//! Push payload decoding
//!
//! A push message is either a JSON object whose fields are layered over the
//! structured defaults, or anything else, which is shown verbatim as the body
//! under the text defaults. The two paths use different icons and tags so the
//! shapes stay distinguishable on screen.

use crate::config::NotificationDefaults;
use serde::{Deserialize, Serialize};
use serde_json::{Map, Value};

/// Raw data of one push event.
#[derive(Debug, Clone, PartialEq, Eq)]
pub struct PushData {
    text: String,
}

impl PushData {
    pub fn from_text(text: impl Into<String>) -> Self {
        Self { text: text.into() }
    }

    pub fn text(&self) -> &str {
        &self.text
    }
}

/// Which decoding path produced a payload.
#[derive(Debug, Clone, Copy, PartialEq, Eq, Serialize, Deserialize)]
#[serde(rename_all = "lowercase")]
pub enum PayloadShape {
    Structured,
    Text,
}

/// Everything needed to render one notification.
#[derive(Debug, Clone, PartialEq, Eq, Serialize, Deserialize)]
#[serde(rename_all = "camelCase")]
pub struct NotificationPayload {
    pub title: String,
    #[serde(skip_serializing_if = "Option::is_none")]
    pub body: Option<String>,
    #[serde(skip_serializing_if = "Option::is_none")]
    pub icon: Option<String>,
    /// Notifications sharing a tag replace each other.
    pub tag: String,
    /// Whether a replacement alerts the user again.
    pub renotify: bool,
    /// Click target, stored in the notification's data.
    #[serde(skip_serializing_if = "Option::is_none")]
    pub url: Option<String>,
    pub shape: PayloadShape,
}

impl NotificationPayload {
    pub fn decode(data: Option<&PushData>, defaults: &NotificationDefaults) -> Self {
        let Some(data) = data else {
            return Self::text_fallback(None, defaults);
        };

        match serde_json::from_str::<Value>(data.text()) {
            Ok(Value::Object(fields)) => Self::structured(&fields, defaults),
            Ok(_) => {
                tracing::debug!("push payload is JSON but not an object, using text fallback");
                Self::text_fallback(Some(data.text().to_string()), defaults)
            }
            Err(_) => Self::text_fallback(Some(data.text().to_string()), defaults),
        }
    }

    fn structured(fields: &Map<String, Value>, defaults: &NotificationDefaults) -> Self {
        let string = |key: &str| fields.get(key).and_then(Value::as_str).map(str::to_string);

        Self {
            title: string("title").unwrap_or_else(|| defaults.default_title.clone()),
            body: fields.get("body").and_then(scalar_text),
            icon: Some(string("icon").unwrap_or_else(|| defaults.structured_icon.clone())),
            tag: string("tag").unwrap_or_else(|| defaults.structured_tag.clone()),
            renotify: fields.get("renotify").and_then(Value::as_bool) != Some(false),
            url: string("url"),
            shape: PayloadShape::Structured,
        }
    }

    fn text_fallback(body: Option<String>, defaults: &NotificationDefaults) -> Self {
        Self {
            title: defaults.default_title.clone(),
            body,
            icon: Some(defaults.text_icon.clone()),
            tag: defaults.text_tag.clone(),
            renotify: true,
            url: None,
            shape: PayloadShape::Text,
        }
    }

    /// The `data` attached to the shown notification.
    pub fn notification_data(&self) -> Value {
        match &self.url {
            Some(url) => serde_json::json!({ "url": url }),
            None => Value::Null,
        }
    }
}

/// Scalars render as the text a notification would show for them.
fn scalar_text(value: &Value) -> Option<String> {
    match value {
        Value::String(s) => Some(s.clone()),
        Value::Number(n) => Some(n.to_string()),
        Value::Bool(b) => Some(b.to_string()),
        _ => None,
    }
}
+ + +
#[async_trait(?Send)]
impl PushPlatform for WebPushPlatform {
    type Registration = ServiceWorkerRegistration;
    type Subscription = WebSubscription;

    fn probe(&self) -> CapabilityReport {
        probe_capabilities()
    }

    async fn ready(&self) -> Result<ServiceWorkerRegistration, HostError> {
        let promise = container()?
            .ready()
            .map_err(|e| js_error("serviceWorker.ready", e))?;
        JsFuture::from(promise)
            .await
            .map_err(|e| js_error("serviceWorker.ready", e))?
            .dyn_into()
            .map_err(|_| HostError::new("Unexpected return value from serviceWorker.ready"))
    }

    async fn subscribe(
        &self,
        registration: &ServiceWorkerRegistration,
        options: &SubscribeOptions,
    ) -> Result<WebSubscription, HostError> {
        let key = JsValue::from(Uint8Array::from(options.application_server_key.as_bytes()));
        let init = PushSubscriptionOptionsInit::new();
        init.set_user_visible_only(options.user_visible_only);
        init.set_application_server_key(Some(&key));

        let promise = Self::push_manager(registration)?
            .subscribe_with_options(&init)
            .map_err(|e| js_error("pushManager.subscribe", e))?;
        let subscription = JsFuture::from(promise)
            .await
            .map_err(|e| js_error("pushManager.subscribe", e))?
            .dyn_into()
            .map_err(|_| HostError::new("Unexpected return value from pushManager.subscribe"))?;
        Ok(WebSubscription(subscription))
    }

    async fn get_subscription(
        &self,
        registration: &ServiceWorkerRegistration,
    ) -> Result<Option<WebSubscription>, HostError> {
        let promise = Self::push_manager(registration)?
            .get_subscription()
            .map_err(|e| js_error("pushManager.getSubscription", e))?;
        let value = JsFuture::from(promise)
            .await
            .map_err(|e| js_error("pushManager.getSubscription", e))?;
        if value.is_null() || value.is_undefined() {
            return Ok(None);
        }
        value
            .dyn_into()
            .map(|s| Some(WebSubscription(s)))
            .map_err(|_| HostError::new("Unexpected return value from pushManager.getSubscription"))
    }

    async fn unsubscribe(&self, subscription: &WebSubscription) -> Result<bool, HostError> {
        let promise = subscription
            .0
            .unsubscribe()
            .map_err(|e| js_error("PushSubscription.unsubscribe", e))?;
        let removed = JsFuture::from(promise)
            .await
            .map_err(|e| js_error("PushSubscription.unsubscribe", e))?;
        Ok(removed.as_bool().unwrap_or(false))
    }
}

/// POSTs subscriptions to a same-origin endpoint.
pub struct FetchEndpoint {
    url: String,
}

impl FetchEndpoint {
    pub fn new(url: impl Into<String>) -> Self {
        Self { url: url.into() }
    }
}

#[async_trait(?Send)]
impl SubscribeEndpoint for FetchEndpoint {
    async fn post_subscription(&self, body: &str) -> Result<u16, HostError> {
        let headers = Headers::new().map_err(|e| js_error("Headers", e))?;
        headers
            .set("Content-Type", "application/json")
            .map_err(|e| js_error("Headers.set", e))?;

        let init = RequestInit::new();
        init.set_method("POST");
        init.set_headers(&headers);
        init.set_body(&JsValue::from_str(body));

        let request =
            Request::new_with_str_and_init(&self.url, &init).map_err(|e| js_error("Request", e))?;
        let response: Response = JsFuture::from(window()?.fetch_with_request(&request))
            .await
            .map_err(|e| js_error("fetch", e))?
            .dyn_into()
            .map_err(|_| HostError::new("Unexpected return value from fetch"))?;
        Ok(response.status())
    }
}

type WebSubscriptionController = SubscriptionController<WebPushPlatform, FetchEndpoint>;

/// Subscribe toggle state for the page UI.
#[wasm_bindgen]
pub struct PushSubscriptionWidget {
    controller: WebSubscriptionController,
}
+ + +
● WHAT IS NEEDED
All lines in the listing above from the line containing "Push payload decoding" to the line containing "distinguishable on screen.", inclusive, should be retyped exactly; no other lines should appear.

● ANSWER BELOW
//! Push payload decoding
//!
//! A push message is either a JSON object whose fields are layered over the
//! structured defaults, or anything else, which is shown verbatim as the body
//! under the text defaults. The two paths use different icons and tags so the
//! shapes stay distinguishable on screen.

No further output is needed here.